NHS England announced in May that 143 hospital sites will be taking part in the scheme initially, as part of a plan to improve patient safety.

Martha’s rule is named after 13-year-old Martha Mills, who died from sepsis in 2021 after her family had raised repeated concerns regarding her deteriorating condition.

Kings Mill Hospital, Sutton-in-Ashfield.
Kings Mill Hospital, Sutton-in-Ashfield.

An inquest later found she could have survived with better care.

When the scheme has been fully implemented in NHS hospitals, patients, their families, staff and carers will be able to access a review by a separate care team if they are concerned about someone’s condition and concerned about the initial course of treatment.

Sherwood Forest Hospitals Trust, which runs King’s Mill Hospital, between Sutton and Mansfield, has opted to be part of a first group of hospitals across the country to implement the scheme.

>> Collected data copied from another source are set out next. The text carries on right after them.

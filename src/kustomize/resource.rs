//! Kubernetes resources and the ordered collection they merge into

use crate::error::{Error, Result};
use serde::Deserialize;
use serde_yaml::{Mapping, Value as YamlValue};
use std::fmt;
use std::path::{Path, PathBuf};

/// Kinds emitted first by the legacy ordering, in this order.
const ORDER_FIRST: &[&str] = &[
    "Namespace",
    "ResourceQuota",
    "StorageClass",
    "CustomResourceDefinition",
    "ServiceAccount",
    "PodSecurityPolicy",
    "Role",
    "ClusterRole",
    "RoleBinding",
    "ClusterRoleBinding",
    "ConfigMap",
    "Secret",
    "Endpoints",
    "Service",
    "LimitRange",
    "PriorityClass",
    "PersistentVolume",
    "PersistentVolumeClaim",
    "Deployment",
    "StatefulSet",
    "CronJob",
    "PodDisruptionBudget",
];

/// Kinds emitted last by the legacy ordering, in this order.
const ORDER_LAST: &[&str] = &[
    "MutatingWebhookConfiguration",
    "ValidatingWebhookConfiguration",
];

/// Rank of a kind under the legacy ordering; unlisted kinds sit in between.
fn legacy_rank(kind: &str) -> usize {
    if let Some(i) = ORDER_FIRST.iter().position(|k| *k == kind) {
        return i;
    }
    if let Some(i) = ORDER_LAST.iter().position(|k| *k == kind) {
        return ORDER_FIRST.len() + 1 + i;
    }
    ORDER_FIRST.len()
}

/// Identity of a resource: group, version, kind, namespace and name
#[derive(Debug, Clone, PartialEq, Eq, Hash, PartialOrd, Ord)]
pub struct ResId {
    pub group: String,
    pub version: String,
    pub kind: String,
    pub namespace: Option<String>,
    pub name: String,
}

impl ResId {
    /// Build an id, splitting `api_version` into group and version.
    pub fn new(api_version: &str, kind: &str, namespace: Option<&str>, name: &str) -> Self {
        let (group, version) = match api_version.split_once('/') {
            Some((group, version)) => (group.to_string(), version.to_string()),
            None => (String::new(), api_version.to_string()),
        };
        Self {
            group,
            version,
            kind: kind.to_string(),
            namespace: namespace.map(str::to_string),
            name: name.to_string(),
        }
    }
}

impl fmt::Display for ResId {
    fn fmt(&self, f: &mut fmt::Formatter<'_>) -> fmt::Result {
        let group = if self.group.is_empty() {
            "[noGrp]"
        } else {
            &self.group
        };
        let namespace = self.namespace.as_deref().unwrap_or("[noNs]");
        write!(
            f,
            "{}.{}.{}/{}.{}",
            self.kind, self.version, group, self.name, namespace
        )
    }
}

/// A single Kubernetes object loaded from a resource file
#[derive(Debug, Clone, PartialEq)]
pub struct Resource {
    body: Mapping,
    origin: PathBuf,
}

impl Resource {
    /// Validate a parsed document as a Kubernetes object.
    ///
    /// The document must be a mapping with string `apiVersion` and `kind`
    /// and a `metadata` mapping holding a string `name`.
    pub fn from_value(value: YamlValue, origin: &Path) -> Result<Self> {
        let parse_error = |message: String| Error::Parse {
            path: origin.display().to_string(),
            message,
        };

        let YamlValue::Mapping(body) = value else {
            return Err(parse_error("document is not a mapping".to_string()));
        };

        for field in ["apiVersion", "kind"] {
            match body.get(field) {
                Some(YamlValue::String(s)) if !s.is_empty() => {}
                Some(_) => return Err(parse_error(format!("'{}' must be a string", field))),
                None => return Err(parse_error(format!("missing '{}'", field))),
            }
        }

        let Some(metadata) = body.get("metadata") else {
            return Err(parse_error("missing 'metadata'".to_string()));
        };
        let Some(metadata) = metadata.as_mapping() else {
            return Err(parse_error("'metadata' must be a mapping".to_string()));
        };
        match metadata.get("name") {
            Some(YamlValue::String(s)) if !s.is_empty() => {}
            _ => return Err(parse_error("missing 'metadata.name'".to_string())),
        }
        match metadata.get("namespace") {
            None | Some(YamlValue::String(_)) => {}
            Some(_) => {
                return Err(parse_error(
                    "'metadata.namespace' must be a string".to_string(),
                ))
            }
        }

        Ok(Self {
            body,
            origin: origin.to_path_buf(),
        })
    }

    /// Parse every document in a resource file; empty documents are skipped.
    pub fn parse_documents(origin: &Path, content: &str) -> Result<Vec<Self>> {
        let mut resources = Vec::new();
        for document in serde_yaml::Deserializer::from_str(content) {
            let value = YamlValue::deserialize(document).map_err(|e| Error::Parse {
                path: origin.display().to_string(),
                message: e.to_string(),
            })?;
            if value.is_null() {
                continue;
            }
            resources.push(Self::from_value(value, origin)?);
        }
        Ok(resources)
    }

    fn str_field(&self, path: &[&str]) -> Option<&str> {
        self.get(path).and_then(YamlValue::as_str)
    }

    pub fn api_version(&self) -> &str {
        self.str_field(&["apiVersion"]).unwrap_or_default()
    }

    pub fn kind(&self) -> &str {
        self.str_field(&["kind"]).unwrap_or_default()
    }

    pub fn name(&self) -> &str {
        self.str_field(&["metadata", "name"]).unwrap_or_default()
    }

    pub fn namespace(&self) -> Option<&str> {
        self.str_field(&["metadata", "namespace"])
    }

    /// File this resource was loaded from
    pub fn origin(&self) -> &Path {
        &self.origin
    }

    pub fn id(&self) -> ResId {
        ResId::new(self.api_version(), self.kind(), self.namespace(), self.name())
    }

    /// The whole object as YAML
    pub fn body(&self) -> &Mapping {
        &self.body
    }

    /// Look up a nested value by mapping keys.
    pub fn get(&self, path: &[&str]) -> Option<&YamlValue> {
        let (first, rest) = path.split_first()?;
        let mut current = self.body.get(*first)?;
        for key in rest {
            current = current.as_mapping()?.get(*key)?;
        }
        Some(current)
    }

    /// Look up a nested mapping for modification.
    ///
    /// With `create`, missing or null intermediate entries become empty
    /// mappings. Without it, a missing entry yields `Ok(None)`. A non-mapping
    /// value on the way is a parse error.
    pub fn mapping_mut(&mut self, path: &[&str], create: bool) -> Result<Option<&mut Mapping>> {
        let origin = self.origin.display().to_string();
        let mut current = &mut self.body;
        for (depth, key) in path.iter().enumerate() {
            let key = YamlValue::String((*key).to_string());
            if !current.contains_key(&key) {
                if !create {
                    return Ok(None);
                }
                current.insert(key.clone(), YamlValue::Mapping(Mapping::new()));
            }
            let Some(slot) = current.get_mut(&key) else {
                return Ok(None);
            };
            if slot.is_null() {
                if !create {
                    return Ok(None);
                }
                *slot = YamlValue::Mapping(Mapping::new());
            }
            current = match slot {
                YamlValue::Mapping(mapping) => mapping,
                _ => {
                    return Err(Error::Parse {
                        path: origin,
                        message: format!("expected a mapping at '{}'", path[..=depth].join(".")),
                    })
                }
            };
        }
        Ok(Some(current))
    }

    /// Set a string entry in the mapping at `path`, creating it if needed.
    pub fn set_string(&mut self, path: &[&str], key: &str, value: &str) -> Result<()> {
        if let Some(mapping) = self.mapping_mut(path, true)? {
            mapping.insert(
                YamlValue::String(key.to_string()),
                YamlValue::String(value.to_string()),
            );
        }
        Ok(())
    }

    /// Mutable access to a nested sequence, if present.
    pub fn sequence_mut(&mut self, path: &[&str]) -> Option<&mut Vec<YamlValue>> {
        let (last, parents) = path.split_last()?;
        let parent = self.mapping_mut(parents, false).ok()??;
        parent.get_mut(*last)?.as_sequence_mut()
    }
}

/// Ordered collection of resources produced by a kustomization
#[derive(Debug, Clone, Default, PartialEq)]
pub struct ResMap {
    resources: Vec<Resource>,
}

impl ResMap {
    pub fn new() -> Self {
        Self::default()
    }

    /// Append a resource, rejecting one whose id is already present.
    pub fn append(&mut self, resource: Resource) -> Result<()> {
        let id = resource.id();
        if self.resources.iter().any(|r| r.id() == id) {
            return Err(Error::DuplicateResource { id: id.to_string() });
        }
        self.resources.push(resource);
        Ok(())
    }

    /// Append every resource of `other`, in order.
    pub fn append_all(&mut self, other: ResMap) -> Result<()> {
        for resource in other.resources {
            self.append(resource)?;
        }
        Ok(())
    }

    pub fn len(&self) -> usize {
        self.resources.len()
    }

    pub fn is_empty(&self) -> bool {
        self.resources.is_empty()
    }

    pub fn iter(&self) -> impl Iterator<Item = &Resource> {
        self.resources.iter()
    }

    pub fn iter_mut(&mut self) -> impl Iterator<Item = &mut Resource> {
        self.resources.iter_mut()
    }

    /// Sort by kind rank, then group, version and kind, then namespace and
    /// name.
    pub fn sort_legacy(&mut self) {
        self.resources
            .sort_by_cached_key(|r| (legacy_rank(r.kind()), r.id()));
    }
}
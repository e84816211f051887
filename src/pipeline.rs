//! End-to-end pipeline from embedded fixtures to merged YAML
//!
//! Stages run strictly in order and the first failure is returned:
//! 1. Load fixtures into a fresh in-memory store
//! 2. Report the store contents (glob and walk, logging only)
//! 3. Run the kustomization at `/`
//! 4. Render the merged resources as YAML

use crate::error::Result;
use crate::filesystem::MemoryFS;
use crate::fixtures::FixtureSet;
use crate::kustomize::{Kustomizer, Options, ResMap};
use crate::output;
use crate::traversal;
use log::debug;

/// Directory the kustomization is run from.
pub const KUSTOMIZATION_ROOT: &str = "/";

/// Write every fixture into a new store.
pub fn populate(fixtures: &FixtureSet) -> Result<MemoryFS> {
    let mut fs = MemoryFS::new();
    for (path, content) in fixtures {
        fs.write_file(path, content)?;
        debug!("wrote {} ({} bytes)", path, content.len());
    }
    Ok(fs)
}

/// Run the kustomization at the store root with default options.
pub fn build(fs: &MemoryFS) -> Result<ResMap> {
    Kustomizer::new(Options::default()).run(fs, KUSTOMIZATION_ROOT)
}

/// Execute stages 2-4 against an already populated store.
pub fn execute_with_fs(fs: &MemoryFS) -> Result<String> {
    traversal::report(fs)?;
    let resources = build(fs)?;
    debug!("kustomization produced {} resource(s)", resources.len());
    output::to_yaml(&resources)
}

/// Execute the complete pipeline and return the merged YAML.
pub fn execute(fixtures: &FixtureSet) -> Result<String> {
    let fs = populate(fixtures)?;
    execute_with_fs(&fs)
}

The trust is aiming to roll out the scheme by Autumn 2024.

A report to the trust’s board, discussed on Thursday July 4, said: “The purpose of Martha’s Rule is to provide a consistent and understandable way for patients and families to seek an urgent review if their or their loved one’s condition deteriorates and they are concerned this is not being responded to.”

Nottingham’s hospitals are not involved in the initial expansion of the rule.

Around half of eligible hospitals in England are included in the first roll-out.

In a statement, Merope Mills and Paul Laity, Martha’s parents, said: “It will save lives and encourage better, more open, communication on hospital wards, so that patients feel they are listened to, and partners in their healthcare.”

Ms Mills began her campaign for Martha’s rule after Martha died of sepsis in 2021 having been treated at King’s College Hospital, south London.

She had injured her pancreas after slipping onto the handlebars of her bike while cycling. She died after developing an infection that led to sepsis.

The hospital later apologised for mistakes in her care.